Jornais debatem distribuição em rede social

O jornal “The New York Times” confirmou na última semana que, junto com outras empresas jornalísticas dos Estados Unidos e da Europa, negocia com o Facebook para postar conteúdo diretamente na rede social.

A intenção é iniciar os testes “nos próximos vários meses”, segundo o Facebook, que tomou a iniciativa de contatar as empresas. Estão incuídos, entre outros, “The Guardian”, “National Geographic”, “The Huffington Post”, “BuzzFeed” e “Quartz”.

Na segunda-feira (30/3), a The New York Times Company nomeou um vice-presidente para produtos e tecnologia, Kinsey Wilson, que assumiu anunciando que o jornal pretende deixar para trás “o ponto em que uma única apresentação de nosso retrato das notícias satisfaz os nossos leitores”.

‘Matar a marca’

A aparente aceitação de outra plataforma digital pelo diário nova-iorquino, que é referência para inovação no setor em todo o mundo, provocou reações contrárias.

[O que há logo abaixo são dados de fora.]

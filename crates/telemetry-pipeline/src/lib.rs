// Copyright 2023-Present Datadog, Inc. https://www.datadoghq.com/
// SPDX-License-Identifier: Apache-2.0

//! In-process telemetry batching.
//!
//! Producers post records into a [`BatchingPipeline`] without blocking. The
//! pipeline groups them into count- or time-closed [`Batch`]es and hands the
//! batches, one at a time and in order, to a [`Publisher`]. The
//! [`BufferedRetryingWriter`] is a publisher backend for storage sinks that
//! packs records into large objects and fails over between targets.

#![cfg_attr(not(test), deny(clippy::panic))]
#![cfg_attr(not(test), deny(clippy::unwrap_used))]
#![cfg_attr(not(test), deny(clippy::expect_used))]
#![cfg_attr(not(test), deny(clippy::todo))]
#![cfg_attr(not(test), deny(clippy::unimplemented))]

pub mod batch;
pub mod buffer;
pub mod compression;
pub mod config;
pub mod drop_counter;
pub mod errors;
pub mod logging;
pub mod naming;
pub mod pipeline;
pub mod registry;
pub mod sink;
pub mod target;
pub mod writer;

pub use batch::{Batch, CloseReason};
pub use compression::Compression;
pub use config::{BufferConfig, PipelineConfig};
pub use errors::{BoxError, ConfigError, PipelineError, RegistryError, TargetError, WriteError};
pub use pipeline::{
    BatchingPipeline, Filter, PipelineBuilder, PipelineHandle, PostOutcome, Publisher, Transform,
};
pub use registry::{Registry, Settings};
pub use sink::{BufferedSink, JsonSerializer, RecordSerializer};
pub use target::{BackingTarget, Destination, FsTarget, TargetSet};
pub use writer::{
    BufferedRetryingWriter, NoopCallback, WriteOutcome, WriterSettings, WrittenCallback,
};
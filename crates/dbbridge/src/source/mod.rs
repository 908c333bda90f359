//! Source row model, CDC accessors and driver row mapping.
//!
//! - [`SourceRow`]: normalized record backed by structured values or a JSON document
//! - [`cdc`]: `_metadata_*` field names and CDC accessors on `SourceRow`
//! - [`SourceRowMapper`]: driver rows → `SourceRow`, degrading unreadable fields to NULL
//! - [`ScopedConnector`]: closes an external connector on every exit path

pub mod cdc;
mod mapper;
mod row;
mod session;

pub use mapper::{DriverCell, MappedRows, NamedRow, PositionalRow, SourceRowMapper};
pub use row::{FieldDiagnostic, RowPayload, SourceRow, StreamMetadata};
pub use session::ScopedConnector;
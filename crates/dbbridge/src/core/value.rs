//! SQL value types carried by source rows.
//!
//! Values borrow from their source buffer where possible (`Cow`), so reading a
//! field out of a row does not copy text or bytes unless the caller asks for an
//! owned value.

use std::borrow::Cow;
use std::fmt;

use base64::engine::general_purpose::STANDARD as BASE64;
use base64::Engine;
use chrono::{DateTime, NaiveDate, NaiveDateTime, Utc};
use rust_decimal::Decimal;
use serde_json::{Map as JsonMap, Number, Value as JsonValue};
use uuid::Uuid;

/// A single field value in a source row.
#[derive(Debug, Clone, PartialEq)]
pub enum SqlValue<'a> {
    /// SQL NULL.
    Null,

    /// Boolean value.
    Bool(bool),

    /// Any integer width, widened to 64 bits.
    I64(i64),

    /// Any floating point width, widened to 64 bits.
    F64(f64),

    /// Exact decimal.
    Decimal(Decimal),

    /// JSON number literal outside the `i64` range, kept verbatim.
    Number(Cow<'a, str>),

    /// Text data with zero-copy support.
    Text(Cow<'a, str>),

    /// Binary data with zero-copy support.
    Bytes(Cow<'a, [u8]>),

    /// UUID value.
    Uuid(Uuid),

    /// Date without time component.
    Date(NaiveDate),

    /// Timestamp without timezone.
    DateTime(NaiveDateTime),

    /// Instant in UTC.
    Timestamp(DateTime<Utc>),

    /// Structured JSON document.
    Json(Cow<'a, JsonValue>),

    /// Ordered collection (list or set).
    Array(Vec<SqlValue<'a>>),

    /// Key/value collection in source order.
    Map(Vec<(SqlValue<'a>, SqlValue<'a>)>),
}

impl<'a> SqlValue<'a> {
    /// Convert to a fully owned value with `'static` lifetime.
    #[must_use]
    pub fn into_owned(self) -> SqlValue<'static> {
        match self {
            SqlValue::Null => SqlValue::Null,
            SqlValue::Bool(v) => SqlValue::Bool(v),
            SqlValue::I64(v) => SqlValue::I64(v),
            SqlValue::F64(v) => SqlValue::F64(v),
            SqlValue::Decimal(v) => SqlValue::Decimal(v),
            SqlValue::Number(v) => SqlValue::Number(Cow::Owned(v.into_owned())),
            SqlValue::Text(v) => SqlValue::Text(Cow::Owned(v.into_owned())),
            SqlValue::Bytes(v) => SqlValue::Bytes(Cow::Owned(v.into_owned())),
            SqlValue::Uuid(v) => SqlValue::Uuid(v),
            SqlValue::Date(v) => SqlValue::Date(v),
            SqlValue::DateTime(v) => SqlValue::DateTime(v),
            SqlValue::Timestamp(v) => SqlValue::Timestamp(v),
            SqlValue::Json(v) => SqlValue::Json(Cow::Owned(v.into_owned())),
            SqlValue::Array(items) => {
                SqlValue::Array(items.into_iter().map(SqlValue::into_owned).collect())
            }
            SqlValue::Map(entries) => SqlValue::Map(
                entries
                    .into_iter()
                    .map(|(k, v)| (k.into_owned(), v.into_owned()))
                    .collect(),
            ),
        }
    }

    /// Borrow this value without copying text, bytes or documents.
    #[must_use]
    pub fn as_borrowed(&self) -> SqlValue<'_> {
        match self {
            SqlValue::Null => SqlValue::Null,
            SqlValue::Bool(v) => SqlValue::Bool(*v),
            SqlValue::I64(v) => SqlValue::I64(*v),
            SqlValue::F64(v) => SqlValue::F64(*v),
            SqlValue::Decimal(v) => SqlValue::Decimal(*v),
            SqlValue::Number(v) => SqlValue::Number(Cow::Borrowed(v.as_ref())),
            SqlValue::Text(v) => SqlValue::Text(Cow::Borrowed(v.as_ref())),
            SqlValue::Bytes(v) => SqlValue::Bytes(Cow::Borrowed(v.as_ref())),
            SqlValue::Uuid(v) => SqlValue::Uuid(*v),
            SqlValue::Date(v) => SqlValue::Date(*v),
            SqlValue::DateTime(v) => SqlValue::DateTime(*v),
            SqlValue::Timestamp(v) => SqlValue::Timestamp(*v),
            SqlValue::Json(v) => SqlValue::Json(Cow::Borrowed(v.as_ref())),
            SqlValue::Array(items) => SqlValue::Array(items.iter().map(|v| v.as_borrowed()).collect()),
            SqlValue::Map(entries) => SqlValue::Map(
                entries
                    .iter()
                    .map(|(k, v)| (k.as_borrowed(), v.as_borrowed()))
                    .collect(),
            ),
        }
    }

    /// Check if this value is NULL.
    #[must_use]
    pub fn is_null(&self) -> bool {
        matches!(self, SqlValue::Null)
    }

    /// Text content, if this is a text value.
    #[must_use]
    pub fn as_str(&self) -> Option<&str> {
        match self {
            SqlValue::Text(v) => Some(v.as_ref()),
            _ => None,
        }
    }

    /// Literal text of a wide JSON number.
    #[must_use]
    pub fn as_number(&self) -> Option<&str> {
        match self {
            SqlValue::Number(v) => Some(v.as_ref()),
            _ => None,
        }
    }

    /// Convert to a JSON value.
    ///
    /// Bytes are base64 encoded, decimals keep their exact text form, and
    /// non-finite floats become the strings `NaN`, `Infinity` and `-Infinity`.
    /// Maps with non-text keys use the key's JSON text as the object key.
    #[must_use]
    pub fn to_json(&self) -> JsonValue {
        match self {
            SqlValue::Null => JsonValue::Null,
            SqlValue::Bool(v) => JsonValue::Bool(*v),
            SqlValue::I64(v) => JsonValue::Number((*v).into()),
            SqlValue::F64(v) => match Number::from_f64(*v) {
                Some(n) => JsonValue::Number(n),
                None => JsonValue::String(non_finite_name(*v).to_string()),
            },
            SqlValue::Decimal(v) => JsonValue::String(v.to_string()),
            SqlValue::Number(v) => serde_json::from_str::<Number>(v)
                .map(JsonValue::Number)
                .unwrap_or_else(|_| JsonValue::String(v.to_string())),
            SqlValue::Text(v) => JsonValue::String(v.to_string()),
            SqlValue::Bytes(v) => JsonValue::String(BASE64.encode(v)),
            SqlValue::Uuid(v) => JsonValue::String(v.to_string()),
            SqlValue::Date(v) => JsonValue::String(v.format("%Y-%m-%d").to_string()),
            SqlValue::DateTime(v) => {
                JsonValue::String(v.format("%Y-%m-%dT%H:%M:%S%.f").to_string())
            }
            SqlValue::Timestamp(v) => JsonValue::String(v.to_rfc3339()),
            SqlValue::Json(v) => v.as_ref().clone(),
            SqlValue::Array(items) => JsonValue::Array(items.iter().map(SqlValue::to_json).collect()),
            SqlValue::Map(entries) => {
                let mut obj = JsonMap::with_capacity(entries.len());
                for (k, v) in entries {
                    let key = match k {
                        SqlValue::Text(s) => s.to_string(),
                        other => other.to_json().to_string(),
                    };
                    obj.insert(key, v.to_json());
                }
                JsonValue::Object(obj)
            }
        }
    }

    /// Convert a borrowed JSON value into the closest SQL value.
    ///
    /// Objects stay documents; arrays become arrays of converted elements.
    /// Numbers outside the `i64` range keep their literal text.
    #[must_use]
    pub fn from_json(value: &'a JsonValue) -> Self {
        match value {
            JsonValue::Null => SqlValue::Null,
            JsonValue::Bool(v) => SqlValue::Bool(*v),
            JsonValue::Number(n) => match n.as_i64() {
                Some(i) => SqlValue::I64(i),
                None => SqlValue::Number(Cow::Owned(n.to_string())),
            },
            JsonValue::String(s) => SqlValue::Text(Cow::Borrowed(s.as_str())),
            JsonValue::Array(items) => SqlValue::Array(items.iter().map(SqlValue::from_json).collect()),
            JsonValue::Object(_) => SqlValue::Json(Cow::Borrowed(value)),
        }
    }
}

fn non_finite_name(v: f64) -> &'static str {
    if v.is_nan() {
        "NaN"
    } else if v.is_sign_negative() {
        "-Infinity"
    } else {
        "Infinity"
    }
}

impl fmt::Display for SqlValue<'_> {
    fn fmt(&self, f: &mut fmt::Formatter<'_>) -> fmt::Result {
        write!(f, "{}", self.to_json())
    }
}

// Convenience constructors for common cases
impl<'a> SqlValue<'a> {
    /// Create a text value from a borrowed string slice.
    #[must_use]
    pub fn text_borrowed(s: &'a str) -> Self {
        SqlValue::Text(Cow::Borrowed(s))
    }

    /// Create a text value from an owned String.
    #[must_use]
    pub fn text_owned(s: String) -> SqlValue<'static> {
        SqlValue::Text(Cow::Owned(s))
    }

    /// Create a bytes value from an owned Vec<u8>.
    #[must_use]
    pub fn bytes_owned(b: Vec<u8>) -> SqlValue<'static> {
        SqlValue::Bytes(Cow::Owned(b))
    }

    /// Create a JSON document value from an owned JSON value.
    #[must_use]
    pub fn json_owned(v: JsonValue) -> SqlValue<'static> {
        SqlValue::Json(Cow::Owned(v))
    }
}

impl From<bool> for SqlValue<'static> {
    fn from(v: bool) -> Self {
        SqlValue::Bool(v)
    }
}

impl From<i32> for SqlValue<'static> {
    fn from(v: i32) -> Self {
        SqlValue::I64(v as i64)
    }
}

impl From<i64> for SqlValue<'static> {
    fn from(v: i64) -> Self {
        SqlValue::I64(v)
    }
}

impl From<f64> for SqlValue<'static> {
    fn from(v: f64) -> Self {
        SqlValue::F64(v)
    }
}

impl From<String> for SqlValue<'static> {
    fn from(v: String) -> Self {
        SqlValue::Text(Cow::Owned(v))
    }
}

impl<'a> From<&'a str> for SqlValue<'a> {
    fn from(v: &'a str) -> Self {
        SqlValue::Text(Cow::Borrowed(v))
    }
}

impl From<Uuid> for SqlValue<'static> {
    fn from(v: Uuid) -> Self {
        SqlValue::Uuid(v)
    }
}

impl From<Decimal> for SqlValue<'static> {
    fn from(v: Decimal) -> Self {
        SqlValue::Decimal(v)
    }
}

impl From<NaiveDate> for SqlValue<'static> {
    fn from(v: NaiveDate) -> Self {
        SqlValue::Date(v)
    }
}

impl From<DateTime<Utc>> for SqlValue<'static> {
    fn from(v: DateTime<Utc>) -> Self {
        SqlValue::Timestamp(v)
    }
}

impl<'a, T> From<Option<T>> for SqlValue<'a>
where
    T: Into<SqlValue<'a>>,
{
    fn from(v: Option<T>) -> Self {
        v.map_or(SqlValue::Null, Into::into)
    }
}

O próprio David Carr, colunista de mídia do “NYT” que morreu há dois meses, escreveu em outubro sobre o início da “turnê” dos executivos da rede social pelos jornais.

Com a confirmação da proximidade do acordo, agora, acumularam-se críticas de analistas como Felix Salmon e Dan Gillmor. Para o primeiro, poderá “matar a marca jornalística”. Para o segundo, os jornais “se preparam para dar o seu futuro de presente para o Facebook”.

Rosental Calmon Alves, que dirige o Centro Knight para o Jornalismo nas Américas, da Universidade do Texas, diz que “é uma transformação profunda na maneira como o conteúdo jornalístico é distribuído”. E reflete um momento em que o Facebook “está substituindo a web”.

Sem terremoto

Já o analista e consultor de mídia Ken Doctor, do Nieman Journalism Lab, da Universidade Harvard, sublinha que ainda faltam muitas informações sobre o eventual acordo –em questões centrais como a possibilidade de assinar o jornal via Facebook ou o acesso a dados dos usuários.

Mas eles “serão um tremor de terra menor do que parte da cobertura vem reportando”, diz, lembrando que as empresas fazem acordos de distribuição há 20 anos. A diferença agora é que o Facebook soma 1,4 bilhão de usuários –o que torna “o resultado potencial maior, tanto do lado positivo”, como novas receitas de publicidade e assinatura, “quanto do negativo”, como uma perda de tráfego pelo site do veículo.